Aim of the task:
Copy out each line from the material where the word "CoverageMask" is found.
..........
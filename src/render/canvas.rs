use rayon::prelude::*;

use super::color::Rgba8;
use super::surface::Surface;

/// Strength of the soft halo drawn around glowing strokes.
const GLOW_ALPHA: f32 = 0.35;

#[derive(Clone, Copy, Debug, PartialEq)]
pub struct Point {
    pub x: f32,
    pub y: f32,
}

impl Point {
    pub const fn new(x: f32, y: f32) -> Self {
        Self { x, y }
    }
}

/// A resolution-independent drawing instruction produced by a visual style.
#[derive(Clone, Debug, PartialEq)]
pub enum DrawCommand {
    FillRect {
        x: f32,
        y: f32,
        width: f32,
        height: f32,
        color: Rgba8,
        alpha: f32,
    },
    StrokePath {
        points: Vec<Point>,
        closed: bool,
        width: f32,
        color: Rgba8,
        alpha: f32,
        /// Halo radius in pixels; 0 disables the glow pass.
        glow: f32,
    },
    FillCircle {
        center: Point,
        radius: f32,
        color: Rgba8,
        alpha: f32,
    },
}

/// Software rasterizer over a [`Surface`].
///
/// Coverage is computed from the distance between each pixel center and the
/// shape, which gives one pixel of anti-aliasing on every edge.
pub struct Canvas<'a> {
    surface: &'a mut Surface,
}

impl<'a> Canvas<'a> {
    pub fn new(surface: &'a mut Surface) -> Self {
        Self { surface }
    }

    pub fn width(&self) -> u32 {
        self.surface.width()
    }

    pub fn height(&self) -> u32 {
        self.surface.height()
    }

    pub fn clear(&mut self, color: Rgba8) {
        self.surface.fill(color);
    }

    pub fn execute_all(&mut self, commands: &[DrawCommand]) {
        for command in commands {
            self.execute(command);
        }
    }

    pub fn execute(&mut self, command: &DrawCommand) {
        match command {
            DrawCommand::FillRect { x, y, width, height, color, alpha } => {
                self.fill_rect(*x, *y, *width, *height, *color, *alpha)
            }
            DrawCommand::StrokePath { points, closed, width, color, alpha, glow } => {
                self.stroke_path(points, *closed, *width, *color, *alpha, *glow)
            }
            DrawCommand::FillCircle { center, radius, color, alpha } => {
                self.fill_circle(*center, *radius, *color, *alpha)
            }
        }
    }

    pub fn fill_rect(&mut self, x: f32, y: f32, width: f32, height: f32, color: Rgba8, alpha: f32) {
        if width <= 0.0 || height <= 0.0 || alpha <= 0.0 || self.surface.is_empty() {
            return;
        }
        // A pixel is inside when its center is inside.
        let (sw, sh) = self.surface.dimensions();
        let x0 = pixel_floor(x, sw);
        let x1 = pixel_floor(x + width, sw);
        let y0 = pixel_floor(y, sh);
        let y1 = pixel_floor(y + height, sh);
        if x0 >= x1 || y0 >= y1 {
            return;
        }
        let row_len = sw as usize;
        self.surface
            .pixels_mut()
            .par_chunks_mut(row_len)
            .skip(y0)
            .take(y1 - y0)
            .for_each(|row| {
                for px in &mut row[x0..x1] {
                    *px = color.blend_over(*px, alpha);
                }
            });
    }

    pub fn fill_circle(&mut self, center: Point, radius: f32, color: Rgba8, alpha: f32) {
        if radius <= 0.0 || alpha <= 0.0 || self.surface.is_empty() {
            return;
        }
        let Some(bounds) = self.clip_bounds(center.x - radius - 1.0, center.y - radius - 1.0, center.x + radius + 1.0, center.y + radius + 1.0) else {
            return;
        };
        let width = self.surface.width() as usize;
        let pixels = self.surface.pixels_mut();
        for py in bounds.y0..bounds.y1 {
            let cy = py as f32 + 0.5;
            for px in bounds.x0..bounds.x1 {
                let cx = px as f32 + 0.5;
                let d = ((cx - center.x).powi(2) + (cy - center.y).powi(2)).sqrt();
                let coverage = (radius + 0.5 - d).clamp(0.0, 1.0);
                if coverage > 0.0 {
                    let idx = py * width + px;
                    pixels[idx] = color.blend_over(pixels[idx], coverage * alpha);
                }
            }
        }
    }

    pub fn stroke_path(
        &mut self,
        points: &[Point],
        closed: bool,
        line_width: f32,
        color: Rgba8,
        alpha: f32,
        glow: f32,
    ) {
        if points.len() < 2 || line_width <= 0.0 || alpha <= 0.0 || self.surface.is_empty() {
            return;
        }
        let half = line_width * 0.5;
        let reach = half + glow.max(0.0) + 1.0;
        let (min_x, min_y, max_x, max_y) = points.iter().fold(
            (f32::MAX, f32::MAX, f32::MIN, f32::MIN),
            |(a, b, c, d), p| (a.min(p.x), b.min(p.y), c.max(p.x), d.max(p.y)),
        );
        let Some(bounds) = self.clip_bounds(min_x - reach, min_y - reach, max_x + reach, max_y + reach) else {
            return;
        };

        let mut core = CoverageMask::new(bounds);
        let mut halo = (glow > 0.0).then(|| CoverageMask::new(bounds));

        let segment_count = if closed { points.len() } else { points.len() - 1 };
        for i in 0..segment_count {
            let a = points[i];
            let b = points[(i + 1) % points.len()];
            rasterize_segment(a, b, reach, &bounds, |px, py, d| {
                core.accumulate(px, py, (half + 0.5 - d).clamp(0.0, 1.0));
                if let Some(halo) = halo.as_mut() {
                    let falloff = 1.0 - ((d - half).max(0.0) / glow);
                    halo.accumulate(px, py, falloff.clamp(0.0, 1.0) * GLOW_ALPHA);
                }
            });
        }

        if let Some(halo) = halo {
            halo.blend_into(self.surface, color, alpha);
        }
        core.blend_into(self.surface, color, alpha);
    }

    fn clip_bounds(&self, x0: f32, y0: f32, x1: f32, y1: f32) -> Option<PixelBounds> {
        let (w, h) = self.surface.dimensions();
        let bounds = PixelBounds {
            x0: x0.floor().clamp(0.0, w as f32) as usize,
            y0: y0.floor().clamp(0.0, h as f32) as usize,
            x1: x1.ceil().clamp(0.0, w as f32) as usize,
            y1: y1.ceil().clamp(0.0, h as f32) as usize,
        };
        (bounds.x0 < bounds.x1 && bounds.y0 < bounds.y1).then_some(bounds)
    }
}

/// Index of the first pixel whose center lies at or beyond `edge`.
fn pixel_floor(edge: f32, limit: u32) -> usize {
    (edge - 0.5).ceil().clamp(0.0, limit as f32) as usize
}

#[derive(Clone, Copy, Debug)]
struct PixelBounds {
    x0: usize,
    y0: usize,
    x1: usize,
    y1: usize,
}

/// Per-path coverage so overlapping segments of one stroke blend once.
struct CoverageMask {
    bounds: PixelBounds,
    values: Vec<f32>,
}

impl CoverageMask {
    fn new(bounds: PixelBounds) -> Self {
        let len = (bounds.x1 - bounds.x0) * (bounds.y1 - bounds.y0);
        Self { bounds, values: vec![0.0; len] }
    }

    fn accumulate(&mut self, px: usize, py: usize, coverage: f32) {
        let stride = self.bounds.x1 - self.bounds.x0;
        let idx = (py - self.bounds.y0) * stride + (px - self.bounds.x0);
        if coverage > self.values[idx] {
            self.values[idx] = coverage;
        }
    }

    fn blend_into(&self, surface: &mut Surface, color: Rgba8, alpha: f32) {
        let stride = self.bounds.x1 - self.bounds.x0;
        let width = surface.width() as usize;
        let pixels = surface.pixels_mut();
        for (row, values) in self.values.chunks(stride).enumerate() {
            let base = (self.bounds.y0 + row) * width + self.bounds.x0;
            for (col, &coverage) in values.iter().enumerate() {
                if coverage > 0.0 {
                    let idx = base + col;
                    pixels[idx] = color.blend_over(pixels[idx], coverage * alpha);
                }
            }
        }
    }
}

/// Visits every pixel within `reach` of segment `a`-`b`, passing the distance
/// from the pixel center to the segment.
fn rasterize_segment(
    a: Point,
    b: Point,
    reach: f32,
    clip: &PixelBounds,
    mut visit: impl FnMut(usize, usize, f32),
) {
    let y_lo = ((a.y.min(b.y) - reach).floor().max(clip.y0 as f32)) as usize;
    let y_hi = ((a.y.max(b.y) + reach).ceil().min(clip.y1 as f32)) as usize;
    let seg_x0 = a.x.min(b.x) - reach;
    let seg_x1 = a.x.max(b.x) + reach;
    let dx = b.x - a.x;
    let dy = b.y - a.y;
    let len_sq = dx * dx + dy * dy;
    let len = len_sq.sqrt();

    for py in y_lo..y_hi {
        let cy = py as f32 + 0.5;
        // Narrow each row to the band around the centerline; near-horizontal
        // segments just use the segment's box.
        let (mut row_x0, mut row_x1) = (seg_x0, seg_x1);
        if dy.abs() > 1e-3 {
            let center_x = a.x + (cy - a.y) * dx / dy;
            let extent = reach * (len / dy.abs() + 1.0);
            row_x0 = row_x0.max(center_x - extent);
            row_x1 = row_x1.min(center_x + extent);
        }
        let x_lo = (row_x0.floor().max(clip.x0 as f32)) as usize;
        let x_hi = (row_x1.ceil().min(clip.x1 as f32)) as usize;
        for px in x_lo..x_hi {
            let cx = px as f32 + 0.5;
            let t = if len_sq > 0.0 {
                (((cx - a.x) * dx + (cy - a.y) * dy) / len_sq).clamp(0.0, 1.0)
            } else {
                0.0
            };
            let nx = a.x + t * dx - cx;
            let ny = a.y + t * dy - cy;
            let d = (nx * nx + ny * ny).sqrt();
            if d < reach {
                visit(px, py, d);
            }
        }
    }
}

#[cfg(test)]
mod tests {
    use super::*;

    const BG: Rgba8 = Rgba8::opaque(0, 0, 0);
    const FG: Rgba8 = Rgba8::opaque(255, 0, 0);

    fn blank(w: u32, h: u32) -> Surface {
        let mut s = Surface::new(w, h);
        s.fill(BG);
        s
    }

    #[test]
    fn fill_rect_covers_pixel_centers_only() {
        let mut surface = blank(10, 10);
        Canvas::new(&mut surface).fill_rect(2.0, 3.0, 4.0, 5.0, FG, 1.0);
        assert_eq!(surface.pixel(2, 3), Some(FG));
        assert_eq!(surface.pixel(5, 7), Some(FG));
        assert_eq!(surface.pixel(6, 7), Some(BG));
        assert_eq!(surface.pixel(5, 8), Some(BG));
        assert_eq!(surface.pixel(1, 3), Some(BG));
    }

    #[test]
    fn fill_rect_clips_to_surface() {
        let mut surface = blank(4, 4);
        Canvas::new(&mut surface).fill_rect(-10.0, -10.0, 100.0, 100.0, FG, 1.0);
        assert!(surface.pixels().iter().all(|p| *p == FG));
    }

    #[test]
    fn circle_is_solid_at_center_and_absent_outside() {
        let mut surface = blank(20, 20);
        Canvas::new(&mut surface).fill_circle(Point::new(10.0, 10.0), 4.0, FG, 1.0);
        assert_eq!(surface.pixel(10, 10), Some(FG));
        assert_eq!(surface.pixel(0, 0), Some(BG));
        assert_eq!(surface.pixel(10, 16), Some(BG));
    }

    #[test]
    fn stroke_draws_along_the_segment() {
        let mut surface = blank(20, 10);
        let points = [Point::new(2.0, 5.0), Point::new(18.0, 5.0)];
        Canvas::new(&mut surface).stroke_path(&points, false, 2.0, FG, 1.0, 0.0);
        assert_eq!(surface.pixel(10, 4), Some(FG));
        assert_eq!(surface.pixel(10, 5), Some(FG));
        assert_eq!(surface.pixel(10, 8), Some(BG));
    }

    #[test]
    fn diagonal_stroke_reaches_both_ends() {
        let mut surface = blank(32, 32);
        let points = [Point::new(2.0, 2.0), Point::new(30.0, 30.0)];
        Canvas::new(&mut surface).stroke_path(&points, false, 3.0, FG, 1.0, 0.0);
        assert_eq!(surface.pixel(2, 2), Some(FG));
        assert_eq!(surface.pixel(16, 16), Some(FG));
        assert_eq!(surface.pixel(29, 29), Some(FG));
        assert_eq!(surface.pixel(30, 2), Some(BG));
    }

    #[test]
    fn glow_tints_pixels_beyond_the_core() {
        let mut plain = blank(20, 20);
        let mut glowing = blank(20, 20);
        let points = [Point::new(0.0, 10.0), Point::new(20.0, 10.0)];
        Canvas::new(&mut plain).stroke_path(&points, false, 1.0, FG, 1.0, 0.0);
        Canvas::new(&mut glowing).stroke_path(&points, false, 1.0, FG, 1.0, 5.0);
        assert_eq!(plain.pixel(10, 13), Some(BG));
        assert!(glowing.pixel(10, 13).unwrap().r > 0);
    }

    #[test]
    fn zero_alpha_draws_nothing() {
        let mut surface = blank(8, 8);
        let mut canvas = Canvas::new(&mut surface);
        canvas.fill_rect(0.0, 0.0, 8.0, 8.0, FG, 0.0);
        canvas.fill_circle(Point::new(4.0, 4.0), 3.0, FG, 0.0);
        assert!(surface.pixels().iter().all(|p| *p == BG));
    }
}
..........
Output for this task:
        let mut core = CoverageMask::new(bounds);
        let mut halo = (glow > 0.0).then(|| CoverageMask::new(bounds));
struct CoverageMask {
impl CoverageMask {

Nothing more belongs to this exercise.